Therefore, while there may be mold spores throughout a field, not all areas of the field will be under stress. When and where crops may be challenged by temperature, pests, wind, rain or hail, these can cause additional stress for the plants and enable the production of mycotoxin development. The correct mold growth conditions combined with an external stressor create the perfect environment for mycotoxin production.

Mycotoxins in field and forage

Due to their high moisture content, fermented forages tend to create some unique challenges for producers. Most forages naturally contain enough moisture and nutrients to support mold growth; therefore, as mentioned above, contamination can occur in the field and further develop post-harvest. The key to reducing mold and mycotoxin issues in fermented forages is to limit the amount of oxygen present.
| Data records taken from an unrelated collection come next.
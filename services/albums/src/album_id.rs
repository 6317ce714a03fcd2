//! Short opaque identifiers for albums and storage keys.

use rand::Rng;

const ALPHABET: &[u8] = b"abcdefghijklmnopqrstuvwxyz0123456789";

/// Length of an external album identifier
pub const ALBUM_ID_LEN: usize = 8;

/// Generate a new external album identifier.
///
/// Eight symbols drawn uniformly from `[a-z0-9]`. Collisions are not checked
/// here; the unique index on the store rejects the rare duplicate insert.
pub fn generate_album_id() -> String {
    random_token(&mut rand::thread_rng(), ALBUM_ID_LEN)
}

/// Random lowercase alphanumeric token of `len` symbols
pub fn random_token<R: Rng + ?Sized>(rng: &mut R, len: usize) -> String {
    (0..len)
        .map(|_| ALPHABET[rng.gen_range(0..ALPHABET.len())] as char)
        .collect()
}

/// Whether `id` has the shape of a generated album identifier
pub fn is_valid_album_id(id: &str) -> bool {
    id.len() == ALBUM_ID_LEN && id.bytes().all(|b| ALPHABET.contains(&b))
}
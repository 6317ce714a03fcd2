use crate::blob_store::{public_url, BlobStore};
use crate::config::S3Config;
use crate::error::BlobError;
use anyhow::{Context, Result};
use async_trait::async_trait;
use aws_config::BehaviorVersion;
use aws_sdk_s3::config::Builder as S3ConfigBuilder;
use aws_sdk_s3::error::{ProvideErrorMetadata, SdkError};
use aws_sdk_s3::primitives::ByteStream;
use aws_sdk_s3::types::{CompletedMultipartUpload, CompletedPart};
use aws_sdk_s3::Client as S3Client;
use bytes::Bytes;
use tracing::{debug, info, instrument, warn};

/// S3 uploader for album photos
pub struct S3Uploader {
    client: S3Client,
    bucket: String,
    config: S3Config,
}

impl S3Uploader {
    /// Create a new S3 uploader
    pub async fn new(config: &S3Config) -> Result<Self> {
        let aws_config = aws_config::defaults(BehaviorVersion::latest())
            .region(aws_config::Region::new(config.region.clone()))
            .load()
            .await;

        let mut s3_config_builder = S3ConfigBuilder::from(&aws_config);

        // Configure custom endpoint for MinIO/LocalStack
        if let Some(ref endpoint_url) = config.endpoint_url {
            s3_config_builder = s3_config_builder.endpoint_url(endpoint_url);
        }

        // Force path-style access for MinIO compatibility
        if config.force_path_style {
            s3_config_builder = s3_config_builder.force_path_style(true);
        }

        let s3_config = s3_config_builder.build();
        let client = S3Client::from_conf(s3_config);

        info!(
            bucket = %config.bucket,
            region = %config.region,
            "S3 uploader initialized"
        );

        Ok(Self {
            client,
            bucket: config.bucket.clone(),
            config: config.clone(),
        })
    }

    /// Public URL of an uploaded object
    pub fn object_url(&self, key: &str) -> String {
        object_url(&self.config, key)
    }

    /// Simple single-part upload for small files
    async fn simple_upload(&self, key: &str, body: Bytes, content_type: &str) -> Result<(), BlobError> {
        self.client
            .put_object()
            .bucket(&self.bucket)
            .key(key)
            .body(ByteStream::from(body))
            .content_type(content_type)
            .send()
            .await
            .map_err(|e| classify_sdk_error(key, e, "Failed to upload photo to S3"))?;

        Ok(())
    }

    /// Multipart upload for large files
    async fn multipart_upload(&self, key: &str, body: Bytes, content_type: &str) -> Result<(), BlobError> {
        let create_response = self
            .client
            .create_multipart_upload()
            .bucket(&self.bucket)
            .key(key)
            .content_type(content_type)
            .send()
            .await
            .map_err(|e| classify_sdk_error(key, e, "Failed to create multipart upload"))?;

        let upload_id = create_response
            .upload_id()
            .context("No upload ID in response")?
            .to_string();

        match self.upload_parts(key, &upload_id, &body).await {
            Ok(parts) => {
                let completed_upload = CompletedMultipartUpload::builder()
                    .set_parts(Some(parts))
                    .build();

                self.client
                    .complete_multipart_upload()
                    .bucket(&self.bucket)
                    .key(key)
                    .upload_id(&upload_id)
                    .multipart_upload(completed_upload)
                    .send()
                    .await
                    .map_err(|e| classify_sdk_error(key, e, "Failed to complete multipart upload"))?;
                Ok(())
            }
            Err(e) => {
                // Leave no dangling parts behind
                if let Err(abort_err) = self
                    .client
                    .abort_multipart_upload()
                    .bucket(&self.bucket)
                    .key(key)
                    .upload_id(&upload_id)
                    .send()
                    .await
                {
                    warn!(error = %abort_err, key = %key, "Failed to abort multipart upload");
                }
                Err(e)
            }
        }
    }

    async fn upload_parts(&self, key: &str, upload_id: &str, body: &Bytes) -> Result<Vec<CompletedPart>, BlobError> {
        let part_size = self.config.part_size_bytes.max(1);
        let mut completed_parts = Vec::new();
        let mut part_number = 1;

        for offset in (0..body.len()).step_by(part_size) {
            let end = (offset + part_size).min(body.len());
            let chunk = body.slice(offset..end);

            let upload_part_response = self
                .client
                .upload_part()
                .bucket(&self.bucket)
                .key(key)
                .upload_id(upload_id)
                .part_number(part_number)
                .body(ByteStream::from(chunk))
                .send()
                .await
                .map_err(|e| classify_sdk_error(key, e, "Failed to upload part"))?;

            completed_parts.push(
                CompletedPart::builder()
                    .part_number(part_number)
                    .e_tag(upload_part_response.e_tag().unwrap_or_default())
                    .build(),
            );
            part_number += 1;
        }

        Ok(completed_parts)
    }
}

#[async_trait]
impl BlobStore for S3Uploader {
    #[instrument(skip(self, body), fields(bucket = %self.bucket, size_bytes = body.len()))]
    async fn put(&self, key: &str, body: Bytes, content_type: &str) -> Result<String, BlobError> {
        let size_bytes = body.len();
        debug!(key = %key, size_bytes, "Uploading photo to S3");

        // Check if we should use multipart upload
        if size_bytes > self.config.multipart_threshold_bytes {
            self.multipart_upload(key, body, content_type).await?;
        } else {
            self.simple_upload(key, body, content_type).await?;
        }

        info!(key = %key, size_bytes, "Photo uploaded successfully");

        Ok(self.object_url(key))
    }

    #[instrument(skip(self))]
    async fn delete(&self, key: &str) -> Result<(), BlobError> {
        self.client
            .delete_object()
            .bucket(&self.bucket)
            .key(key)
            .send()
            .await
            .map_err(|e| classify_sdk_error(key, e, "Failed to delete photo from S3"))?;

        debug!(key = %key, "Photo deleted from S3");
        Ok(())
    }
}

/// Map SDK failures onto the blob error taxonomy
fn classify_sdk_error<E, R>(key: &str, err: SdkError<E, R>, action: &'static str) -> BlobError
where
    E: ProvideErrorMetadata + std::error::Error + Send + Sync + 'static,
    R: std::fmt::Debug + Send + Sync + 'static,
{
    if matches!(err, SdkError::TimeoutError(_)) {
        return BlobError::Timeout {
            key: key.to_string(),
        };
    }

    let code = err.as_service_error().and_then(|e| e.code());
    if code.map(is_access_denied_code).unwrap_or(false) {
        return BlobError::PermissionDenied {
            key: key.to_string(),
        };
    }
    if code == Some("RequestTimeout") {
        return BlobError::Timeout {
            key: key.to_string(),
        };
    }

    BlobError::Other(anyhow::Error::new(err).context(action))
}

fn is_access_denied_code(code: &str) -> bool {
    matches!(
        code,
        "AccessDenied" | "AllAccessDisabled" | "InvalidAccessKeyId" | "SignatureDoesNotMatch"
    )
}

/// Public URL for `key`: the configured prefix, else the endpoint or the
/// virtual-hosted AWS address
fn object_url(config: &S3Config, key: &str) -> String {
    if let Some(prefix) = &config.public_url_prefix {
        return public_url(prefix, key);
    }

    match &config.endpoint_url {
        Some(endpoint) if config.force_path_style => {
            public_url(&format!("{}/{}", endpoint.trim_end_matches('/'), config.bucket), key)
        }
        Some(endpoint) => {
            let endpoint = endpoint.trim_end_matches('/');
            match endpoint.split_once("://") {
                Some((scheme, host)) => format!("{scheme}://{}.{host}/{key}", config.bucket),
                None => public_url(&format!("{endpoint}/{}", config.bucket), key),
            }
        }
        None => format!(
            "https://{}.s3.{}.amazonaws.com/{}",
            config.bucket, config.region, key
        ),
    }
}

#[cfg(test)]
mod tests {
    use super::*;

    fn test_config() -> S3Config {
        S3Config {
            bucket: "album-photos".to_string(),
            region: "eu-west-1".to_string(),
            endpoint_url: None,
            force_path_style: false,
            public_url_prefix: None,
            multipart_threshold_bytes: 5 * 1024 * 1024,
            part_size_bytes: 5 * 1024 * 1024,
        }
    }

    #[test]
    fn test_object_url_aws_default() {
        let url = object_url(&test_config(), "albums/abcd1234/1_x.jpg");
        assert_eq!(
            url,
            "https://album-photos.s3.eu-west-1.amazonaws.com/albums/abcd1234/1_x.jpg"
        );
    }

    #[test]
    fn test_object_url_path_style_endpoint() {
        let config = S3Config {
            endpoint_url: Some("http://localhost:9000/".to_string()),
            force_path_style: true,
            ..test_config()
        };
        assert_eq!(
            object_url(&config, "albums/a/1.png"),
            "http://localhost:9000/album-photos/albums/a/1.png"
        );
    }

    #[test]
    fn test_object_url_virtual_host_endpoint() {
        let config = S3Config {
            endpoint_url: Some("https://storage.example.com".to_string()),
            ..test_config()
        };
        assert_eq!(
            object_url(&config, "albums/a/1.png"),
            "https://album-photos.storage.example.com/albums/a/1.png"
        );
    }

    #[test]
    fn test_object_url_prefers_public_prefix() {
        let config = S3Config {
            public_url_prefix: Some("https://cdn.example.com".to_string()),
            endpoint_url: Some("http://localhost:9000".to_string()),
            ..test_config()
        };
        assert_eq!(
            object_url(&config, "albums/a/1.png"),
            "https://cdn.example.com/albums/a/1.png"
        );
    }

    #[test]
    fn test_access_denied_codes() {
        assert!(is_access_denied_code("AccessDenied"));
        assert!(is_access_denied_code("InvalidAccessKeyId"));
        assert!(!is_access_denied_code("NoSuchBucket"));
    }
}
Molds only grow when oxygen is present, so post-harvest toxin production can occur when packing and sealing are delayed or inadequate. Rapid and effective processing, packing and sealing of silos is essential.
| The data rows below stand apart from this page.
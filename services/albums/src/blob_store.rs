use crate::error::BlobError;
use async_trait::async_trait;
use bytes::Bytes;
use parking_lot::Mutex;
use std::collections::HashMap;
use std::io::ErrorKind;
use std::path::{Component, Path, PathBuf};
use tracing::{debug, info, instrument};

/// Binary storage for photo content
#[cfg_attr(test, mockall::automock)]
#[async_trait]
pub trait BlobStore: Send + Sync {
    /// Store `body` under `key` and return a publicly resolvable URL for it
    async fn put(&self, key: &str, body: Bytes, content_type: &str) -> Result<String, BlobError>;

    /// Remove the blob stored under `key`
    async fn delete(&self, key: &str) -> Result<(), BlobError>;
}

/// Stores blobs as files below a root directory
pub struct LocalBlobStore {
    root: PathBuf,
    public_url_prefix: String,
}

impl LocalBlobStore {
    pub fn new(root: impl Into<PathBuf>, public_url_prefix: &str) -> Self {
        let root = root.into();
        info!(root = %root.display(), "Local blob store initialized");
        Self {
            root,
            public_url_prefix: public_url_prefix.trim_end_matches('/').to_string(),
        }
    }

    fn path_for(&self, key: &str) -> Result<PathBuf, BlobError> {
        let relative = Path::new(key);
        if !relative.components().all(|c| matches!(c, Component::Normal(_))) {
            return Err(BlobError::Other(anyhow::anyhow!("invalid blob key {key}")));
        }
        Ok(self.root.join(relative))
    }
}

fn io_error(key: &str, err: std::io::Error, action: &'static str) -> BlobError {
    match err.kind() {
        ErrorKind::PermissionDenied => BlobError::PermissionDenied {
            key: key.to_string(),
        },
        ErrorKind::TimedOut => BlobError::Timeout {
            key: key.to_string(),
        },
        _ => BlobError::Other(anyhow::Error::new(err).context(action)),
    }
}

#[async_trait]
impl BlobStore for LocalBlobStore {
    #[instrument(skip(self, body), fields(size_bytes = body.len()))]
    async fn put(&self, key: &str, body: Bytes, _content_type: &str) -> Result<String, BlobError> {
        let path = self.path_for(key)?;
        if let Some(parent) = path.parent() {
            tokio::fs::create_dir_all(parent)
                .await
                .map_err(|e| io_error(key, e, "Failed to create blob directory"))?;
        }
        tokio::fs::write(&path, &body)
            .await
            .map_err(|e| io_error(key, e, "Failed to write blob"))?;

        debug!(path = %path.display(), "Blob written");
        Ok(format!("{}/{}", self.public_url_prefix, key))
    }

    async fn delete(&self, key: &str) -> Result<(), BlobError> {
        let path = self.path_for(key)?;
        match tokio::fs::remove_file(&path).await {
            Ok(()) => Ok(()),
            Err(e) if e.kind() == ErrorKind::NotFound => Ok(()),
            Err(e) => Err(io_error(key, e, "Failed to delete blob")),
        }
    }
}

/// Keeps blobs in process memory
#[derive(Default)]
pub struct MemoryBlobStore {
    blobs: Mutex<HashMap<String, (Bytes, String)>>,
}

impl MemoryBlobStore {
    pub fn new() -> Self {
        Self::default()
    }

    pub fn get(&self, key: &str) -> Option<Bytes> {
        self.blobs.lock().get(key).map(|(body, _)| body.clone())
    }

    pub fn content_type(&self, key: &str) -> Option<String> {
        self.blobs.lock().get(key).map(|(_, ct)| ct.clone())
    }

    pub fn keys(&self) -> Vec<String> {
        let mut keys: Vec<String> = self.blobs.lock().keys().cloned().collect();
        keys.sort();
        keys
    }

    pub fn len(&self) -> usize {
        self.blobs.lock().len()
    }

    pub fn is_empty(&self) -> bool {
        self.blobs.lock().is_empty()
    }
}

#[async_trait]
impl BlobStore for MemoryBlobStore {
    async fn put(&self, key: &str, body: Bytes, content_type: &str) -> Result<String, BlobError> {
        self.blobs
            .lock()
            .insert(key.to_string(), (body, content_type.to_string()));
        Ok(format!("memory://{key}"))
    }

    async fn delete(&self, key: &str) -> Result<(), BlobError> {
        self.blobs.lock().remove(key);
        Ok(())
    }
}

/// Resolve the public URL for `key` below `prefix`
pub fn public_url(prefix: &str, key: &str) -> String {
    format!("{}/{}", prefix.trim_end_matches('/'), key)
}

/// Read a staged upload fully into memory
pub async fn read_staged(path: &Path) -> std::io::Result<Bytes> {
    tokio::fs::read(path).await.map(Bytes::from)
}

#[cfg(test)]
mod tests {
    use super::*;

    #[tokio::test]
    async fn test_local_store_writes_under_root() {
        let dir = tempfile::tempdir().unwrap();
        let store = LocalBlobStore::new(dir.path(), "/uploads/");

        let url = store
            .put("albums/abcd1234/1_x.jpg", Bytes::from_static(b"jpeg"), "image/jpeg")
            .await
            .unwrap();

        assert_eq!(url, "/uploads/albums/abcd1234/1_x.jpg");
        let written = std::fs::read(dir.path().join("albums/abcd1234/1_x.jpg")).unwrap();
        assert_eq!(written, b"jpeg");

        store.delete("albums/abcd1234/1_x.jpg").await.unwrap();
        assert!(!dir.path().join("albums/abcd1234/1_x.jpg").exists());
        // deleting twice is fine
        store.delete("albums/abcd1234/1_x.jpg").await.unwrap();
    }

    #[tokio::test]
    async fn test_local_store_rejects_traversal() {
        let dir = tempfile::tempdir().unwrap();
        let store = LocalBlobStore::new(dir.path(), "/uploads");

        let err = store
            .put("../escape.jpg", Bytes::from_static(b"x"), "image/jpeg")
            .await
            .unwrap_err();
        assert!(matches!(err, BlobError::Other(_)));
    }

    #[tokio::test]
    async fn test_memory_store_roundtrip() {
        let store = MemoryBlobStore::new();
        let url = store
            .put("albums/a/1.png", Bytes::from_static(b"png"), "image/png")
            .await
            .unwrap();

        assert_eq!(url, "memory://albums/a/1.png");
        assert_eq!(store.get("albums/a/1.png").unwrap(), Bytes::from_static(b"png"));
        assert_eq!(store.content_type("albums/a/1.png").unwrap(), "image/png");

        store.delete("albums/a/1.png").await.unwrap();
        assert!(store.is_empty());
    }

    #[test]
    fn test_public_url() {
        assert_eq!(public_url("https://cdn.example.com/", "a/b.jpg"), "https://cdn.example.com/a/b.jpg");
    }
}
use crate::error::{AlbumError, Result};
use chrono::{DateTime, NaiveDate, TimeZone, Utc};
use serde::{Deserialize, Serialize};
use uuid::Uuid;

/// Album record as held by the document store
#[derive(Debug, Clone, PartialEq, Serialize, Deserialize)]
#[serde(rename_all = "camelCase")]
pub struct Album {
    /// Store-generated document key, never exposed as the album identifier
    pub doc_id: Uuid,
    /// External identifier used in links
    pub id: String,
    pub title: String,
    /// Album is hidden from viewers before this instant
    pub public_date: DateTime<Utc>,
    pub created_at: DateTime<Utc>,
    pub updated_at: DateTime<Utc>,
    /// Photos in upload order
    pub photos: Vec<Photo>,
    /// Set at creation; nothing branches on it yet
    pub is_active: bool,
}

/// Metadata of a persisted photo blob
#[derive(Debug, Clone, PartialEq, Eq, Serialize, Deserialize)]
#[serde(rename_all = "camelCase")]
pub struct Photo {
    /// Publicly resolvable address of the blob
    pub url: String,
    /// Original filename or a generated fallback
    pub name: String,
    #[serde(default, skip_serializing_if = "Option::is_none")]
    pub size: Option<u64>,
    #[serde(default, skip_serializing_if = "Option::is_none")]
    pub mimetype: Option<String>,
    pub uploaded_at: DateTime<Utc>,
}

/// Validated input for album creation
#[derive(Debug, Clone, PartialEq, Eq)]
pub struct NewAlbum {
    pub title: String,
    pub public_date: DateTime<Utc>,
}

impl NewAlbum {
    /// Validate raw creation input: a non-blank title and a parseable public date
    pub fn parse(title: Option<&str>, public_date: Option<&str>) -> Result<Self> {
        let title = title.map(str::trim).unwrap_or_default();
        if title.is_empty() {
            return Err(AlbumError::validation("title is required"));
        }

        let public_date = public_date
            .map(str::trim)
            .filter(|s| !s.is_empty())
            .ok_or_else(|| AlbumError::validation("publicDate is required"))?;
        let public_date = parse_public_date(public_date)?;

        Ok(Self {
            title: title.to_string(),
            public_date,
        })
    }

    /// Materialize the album record under a store-assigned `doc_id` with an empty photo list
    pub fn into_album(self, doc_id: Uuid, id: String, now: DateTime<Utc>) -> Album {
        Album {
            doc_id,
            id,
            title: self.title,
            public_date: self.public_date,
            created_at: now,
            updated_at: now,
            photos: Vec::new(),
            is_active: true,
        }
    }
}

/// Accepts RFC 3339 timestamps and plain `YYYY-MM-DD` dates (midnight UTC)
pub fn parse_public_date(raw: &str) -> Result<DateTime<Utc>> {
    if let Ok(ts) = DateTime::parse_from_rfc3339(raw) {
        return Ok(ts.with_timezone(&Utc));
    }

    NaiveDate::parse_from_str(raw, "%Y-%m-%d")
        .ok()
        .and_then(|date| date.and_hms_opt(0, 0, 0))
        .map(|midnight| Utc.from_utc_datetime(&midnight))
        .ok_or_else(|| AlbumError::validation(format!("publicDate '{raw}' is not a valid date")))
}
Managing toxins in the field produced before plants are harvested can’t only be described as difficult, but nearly impossible. As was the case this past year, molds grow and produce toxins with little opportunity for grower intervention, which increases the need for proper testing for toxins. Part of the difficulty in determining mycotoxin risk is: There will be areas in the field or in storage that have high levels of mycotoxin contamination and other areas that will have much lower levels of mycotoxin contamination.

Testing for mycotoxins

Reviewing historical mycotoxin reports to understand what is typical in your region and observing survey results can be insightful. However, to truly understand what is happening in the ingredients going into your operation, you will need to submit samples of your own.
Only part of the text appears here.